--- Input records ---
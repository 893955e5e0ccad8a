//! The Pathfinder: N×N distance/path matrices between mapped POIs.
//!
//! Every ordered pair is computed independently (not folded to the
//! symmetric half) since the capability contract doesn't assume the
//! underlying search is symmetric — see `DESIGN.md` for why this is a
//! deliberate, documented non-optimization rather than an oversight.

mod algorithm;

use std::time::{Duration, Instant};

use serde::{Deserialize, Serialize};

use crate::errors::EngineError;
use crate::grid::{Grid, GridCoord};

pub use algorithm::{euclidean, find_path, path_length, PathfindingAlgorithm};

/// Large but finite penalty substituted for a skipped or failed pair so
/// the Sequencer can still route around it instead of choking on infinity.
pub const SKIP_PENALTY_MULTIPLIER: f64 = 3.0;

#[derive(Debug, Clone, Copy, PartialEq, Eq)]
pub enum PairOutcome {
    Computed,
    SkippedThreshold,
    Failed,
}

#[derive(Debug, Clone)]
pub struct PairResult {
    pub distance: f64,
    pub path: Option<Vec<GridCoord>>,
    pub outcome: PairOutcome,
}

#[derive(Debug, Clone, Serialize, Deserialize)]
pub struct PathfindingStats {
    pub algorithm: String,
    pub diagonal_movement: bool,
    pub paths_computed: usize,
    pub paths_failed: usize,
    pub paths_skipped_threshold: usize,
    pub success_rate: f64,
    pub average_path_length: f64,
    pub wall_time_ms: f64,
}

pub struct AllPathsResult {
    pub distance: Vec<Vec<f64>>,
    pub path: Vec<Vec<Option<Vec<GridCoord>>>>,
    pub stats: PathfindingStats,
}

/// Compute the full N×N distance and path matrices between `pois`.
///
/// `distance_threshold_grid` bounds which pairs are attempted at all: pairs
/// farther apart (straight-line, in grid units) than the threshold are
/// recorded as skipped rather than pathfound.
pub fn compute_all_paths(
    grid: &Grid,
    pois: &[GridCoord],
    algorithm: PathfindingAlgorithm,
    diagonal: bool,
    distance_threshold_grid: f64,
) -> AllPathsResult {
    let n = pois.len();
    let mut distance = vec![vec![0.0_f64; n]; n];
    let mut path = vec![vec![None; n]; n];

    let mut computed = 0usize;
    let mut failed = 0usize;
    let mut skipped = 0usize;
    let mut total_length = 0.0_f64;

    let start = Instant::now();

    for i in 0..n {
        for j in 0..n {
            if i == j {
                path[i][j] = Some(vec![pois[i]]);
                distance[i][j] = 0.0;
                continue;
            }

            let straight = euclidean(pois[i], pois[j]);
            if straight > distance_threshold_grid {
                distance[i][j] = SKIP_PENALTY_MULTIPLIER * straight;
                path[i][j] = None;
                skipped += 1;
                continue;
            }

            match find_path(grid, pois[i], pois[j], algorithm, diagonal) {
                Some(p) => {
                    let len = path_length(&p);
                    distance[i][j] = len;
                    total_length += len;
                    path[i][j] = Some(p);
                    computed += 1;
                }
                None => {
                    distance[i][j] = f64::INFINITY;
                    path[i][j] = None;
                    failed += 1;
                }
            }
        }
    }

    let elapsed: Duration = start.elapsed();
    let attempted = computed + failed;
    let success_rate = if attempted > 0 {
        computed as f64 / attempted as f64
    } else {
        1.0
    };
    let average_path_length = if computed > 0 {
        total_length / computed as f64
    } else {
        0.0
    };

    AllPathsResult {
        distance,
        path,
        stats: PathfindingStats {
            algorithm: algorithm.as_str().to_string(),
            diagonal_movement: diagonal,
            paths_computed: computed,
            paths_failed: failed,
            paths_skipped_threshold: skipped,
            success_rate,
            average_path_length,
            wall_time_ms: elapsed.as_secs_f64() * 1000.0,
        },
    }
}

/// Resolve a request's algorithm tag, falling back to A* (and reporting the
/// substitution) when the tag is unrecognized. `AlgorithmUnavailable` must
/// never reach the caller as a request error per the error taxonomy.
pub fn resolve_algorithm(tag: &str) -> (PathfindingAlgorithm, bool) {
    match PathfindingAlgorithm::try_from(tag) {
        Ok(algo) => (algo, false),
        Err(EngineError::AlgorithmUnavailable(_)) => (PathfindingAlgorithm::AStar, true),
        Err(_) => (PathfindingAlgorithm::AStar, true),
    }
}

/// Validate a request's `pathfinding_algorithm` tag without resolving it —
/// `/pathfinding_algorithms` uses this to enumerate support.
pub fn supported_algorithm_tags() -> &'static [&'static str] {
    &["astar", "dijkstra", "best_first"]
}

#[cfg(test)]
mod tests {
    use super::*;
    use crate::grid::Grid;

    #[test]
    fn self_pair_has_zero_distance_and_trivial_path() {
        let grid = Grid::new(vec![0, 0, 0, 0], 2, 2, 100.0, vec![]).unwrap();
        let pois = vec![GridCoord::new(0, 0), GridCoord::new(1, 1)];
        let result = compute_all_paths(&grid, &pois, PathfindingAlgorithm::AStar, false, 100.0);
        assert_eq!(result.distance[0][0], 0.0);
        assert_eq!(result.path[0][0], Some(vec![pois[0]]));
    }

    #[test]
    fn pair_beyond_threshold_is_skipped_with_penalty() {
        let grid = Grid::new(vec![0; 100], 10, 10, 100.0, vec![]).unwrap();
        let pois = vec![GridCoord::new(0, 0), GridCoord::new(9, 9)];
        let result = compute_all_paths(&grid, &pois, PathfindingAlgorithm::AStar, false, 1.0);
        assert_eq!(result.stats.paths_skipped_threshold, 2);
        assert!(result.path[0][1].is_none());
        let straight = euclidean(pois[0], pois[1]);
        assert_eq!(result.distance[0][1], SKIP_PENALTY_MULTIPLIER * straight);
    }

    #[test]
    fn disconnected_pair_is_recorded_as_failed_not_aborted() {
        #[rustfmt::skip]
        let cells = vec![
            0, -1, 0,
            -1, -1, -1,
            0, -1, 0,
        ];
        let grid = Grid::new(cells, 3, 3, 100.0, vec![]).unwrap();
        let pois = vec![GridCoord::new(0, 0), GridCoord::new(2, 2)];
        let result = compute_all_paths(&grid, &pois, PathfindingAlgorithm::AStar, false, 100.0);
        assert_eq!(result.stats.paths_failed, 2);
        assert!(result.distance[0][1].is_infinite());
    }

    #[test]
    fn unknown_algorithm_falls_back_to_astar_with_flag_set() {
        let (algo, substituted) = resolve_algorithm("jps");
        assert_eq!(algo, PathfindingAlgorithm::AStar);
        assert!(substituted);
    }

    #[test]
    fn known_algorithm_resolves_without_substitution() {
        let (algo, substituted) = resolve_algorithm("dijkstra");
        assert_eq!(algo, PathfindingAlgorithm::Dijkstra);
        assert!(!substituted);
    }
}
* * *
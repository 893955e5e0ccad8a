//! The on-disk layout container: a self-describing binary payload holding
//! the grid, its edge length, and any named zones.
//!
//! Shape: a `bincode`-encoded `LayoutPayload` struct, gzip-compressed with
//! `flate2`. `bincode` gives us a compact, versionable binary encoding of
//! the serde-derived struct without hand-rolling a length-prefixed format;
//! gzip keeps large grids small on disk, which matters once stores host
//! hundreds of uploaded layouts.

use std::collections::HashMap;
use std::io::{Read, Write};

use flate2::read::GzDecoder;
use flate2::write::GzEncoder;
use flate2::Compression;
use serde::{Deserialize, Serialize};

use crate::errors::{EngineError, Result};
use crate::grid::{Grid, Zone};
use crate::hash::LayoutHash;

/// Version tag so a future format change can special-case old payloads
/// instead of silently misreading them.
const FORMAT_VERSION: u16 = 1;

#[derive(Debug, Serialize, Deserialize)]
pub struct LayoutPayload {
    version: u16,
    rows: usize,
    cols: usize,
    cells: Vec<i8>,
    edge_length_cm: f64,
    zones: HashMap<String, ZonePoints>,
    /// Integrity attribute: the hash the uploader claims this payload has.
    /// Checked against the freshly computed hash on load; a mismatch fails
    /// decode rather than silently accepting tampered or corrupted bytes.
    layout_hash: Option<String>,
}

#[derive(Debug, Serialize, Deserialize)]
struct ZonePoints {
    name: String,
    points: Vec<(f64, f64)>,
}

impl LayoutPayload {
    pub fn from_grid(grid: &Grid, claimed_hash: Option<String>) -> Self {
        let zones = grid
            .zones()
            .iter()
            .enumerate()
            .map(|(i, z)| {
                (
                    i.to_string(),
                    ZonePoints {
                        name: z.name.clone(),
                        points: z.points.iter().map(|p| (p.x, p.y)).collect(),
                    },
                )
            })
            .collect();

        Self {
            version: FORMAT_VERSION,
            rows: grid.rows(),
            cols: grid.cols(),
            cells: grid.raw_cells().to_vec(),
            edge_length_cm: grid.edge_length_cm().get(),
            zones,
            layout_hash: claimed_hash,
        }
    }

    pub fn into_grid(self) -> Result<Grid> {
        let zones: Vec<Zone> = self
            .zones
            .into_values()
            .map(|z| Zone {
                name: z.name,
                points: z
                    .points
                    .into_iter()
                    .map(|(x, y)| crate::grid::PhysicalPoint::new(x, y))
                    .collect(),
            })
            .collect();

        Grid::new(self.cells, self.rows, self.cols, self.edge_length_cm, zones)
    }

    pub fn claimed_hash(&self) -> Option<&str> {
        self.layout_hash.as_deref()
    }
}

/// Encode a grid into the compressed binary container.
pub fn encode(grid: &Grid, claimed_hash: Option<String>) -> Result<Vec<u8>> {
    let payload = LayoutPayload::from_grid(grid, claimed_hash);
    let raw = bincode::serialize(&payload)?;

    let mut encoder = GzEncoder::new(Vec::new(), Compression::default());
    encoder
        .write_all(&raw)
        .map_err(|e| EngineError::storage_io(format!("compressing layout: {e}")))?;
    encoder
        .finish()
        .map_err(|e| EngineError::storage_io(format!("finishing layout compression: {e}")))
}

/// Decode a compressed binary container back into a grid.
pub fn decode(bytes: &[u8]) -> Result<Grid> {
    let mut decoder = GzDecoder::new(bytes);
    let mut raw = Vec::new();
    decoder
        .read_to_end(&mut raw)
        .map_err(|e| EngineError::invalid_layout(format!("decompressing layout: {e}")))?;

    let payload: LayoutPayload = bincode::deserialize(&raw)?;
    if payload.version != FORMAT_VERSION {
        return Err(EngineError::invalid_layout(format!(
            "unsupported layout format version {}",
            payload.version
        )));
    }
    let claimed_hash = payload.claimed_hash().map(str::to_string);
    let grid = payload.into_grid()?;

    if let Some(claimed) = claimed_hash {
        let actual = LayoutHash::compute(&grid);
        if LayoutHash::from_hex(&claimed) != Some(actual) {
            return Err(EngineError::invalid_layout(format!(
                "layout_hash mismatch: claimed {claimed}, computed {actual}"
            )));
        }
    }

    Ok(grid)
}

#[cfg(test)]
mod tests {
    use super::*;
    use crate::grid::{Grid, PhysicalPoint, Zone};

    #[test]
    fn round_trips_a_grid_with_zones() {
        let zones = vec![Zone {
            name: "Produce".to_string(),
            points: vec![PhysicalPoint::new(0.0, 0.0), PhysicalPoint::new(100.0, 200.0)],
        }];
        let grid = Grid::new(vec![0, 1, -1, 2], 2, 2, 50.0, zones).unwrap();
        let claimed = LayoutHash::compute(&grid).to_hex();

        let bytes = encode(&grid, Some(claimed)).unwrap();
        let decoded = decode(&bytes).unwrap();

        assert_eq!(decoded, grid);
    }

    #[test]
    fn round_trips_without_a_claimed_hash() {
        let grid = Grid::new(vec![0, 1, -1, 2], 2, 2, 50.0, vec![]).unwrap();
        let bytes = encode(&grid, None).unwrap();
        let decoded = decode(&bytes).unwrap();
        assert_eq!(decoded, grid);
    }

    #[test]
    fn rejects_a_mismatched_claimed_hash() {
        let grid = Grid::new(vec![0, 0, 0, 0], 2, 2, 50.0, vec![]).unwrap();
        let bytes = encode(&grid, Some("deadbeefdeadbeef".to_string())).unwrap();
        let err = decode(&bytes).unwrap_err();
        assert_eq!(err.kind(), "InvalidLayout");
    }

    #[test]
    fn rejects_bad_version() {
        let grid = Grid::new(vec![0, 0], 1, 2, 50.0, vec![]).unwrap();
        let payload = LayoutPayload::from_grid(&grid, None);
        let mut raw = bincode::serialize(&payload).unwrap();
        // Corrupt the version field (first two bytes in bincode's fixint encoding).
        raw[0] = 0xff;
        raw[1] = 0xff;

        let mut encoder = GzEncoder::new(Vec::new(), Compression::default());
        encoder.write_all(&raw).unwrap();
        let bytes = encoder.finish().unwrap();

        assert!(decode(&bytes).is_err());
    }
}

--- Work request ---
Collect the lines of the records that include the string "bytes".

--- Solution to the exercise ---
    /// decode rather than silently accepting tampered or corrupted bytes.
pub fn decode(bytes: &[u8]) -> Result<Grid> {
    let mut decoder = GzDecoder::new(bytes);
        let bytes = encode(&grid, Some(claimed)).unwrap();
        let decoded = decode(&bytes).unwrap();
        let bytes = encode(&grid, None).unwrap();
        let decoded = decode(&bytes).unwrap();
        let bytes = encode(&grid, Some("deadbeefdeadbeef".to_string())).unwrap();
        let err = decode(&bytes).unwrap_err();
        // Corrupt the version field (first two bytes in bincode's fixint encoding).
        let bytes = encoder.finish().unwrap();
        assert!(decode(&bytes).is_err());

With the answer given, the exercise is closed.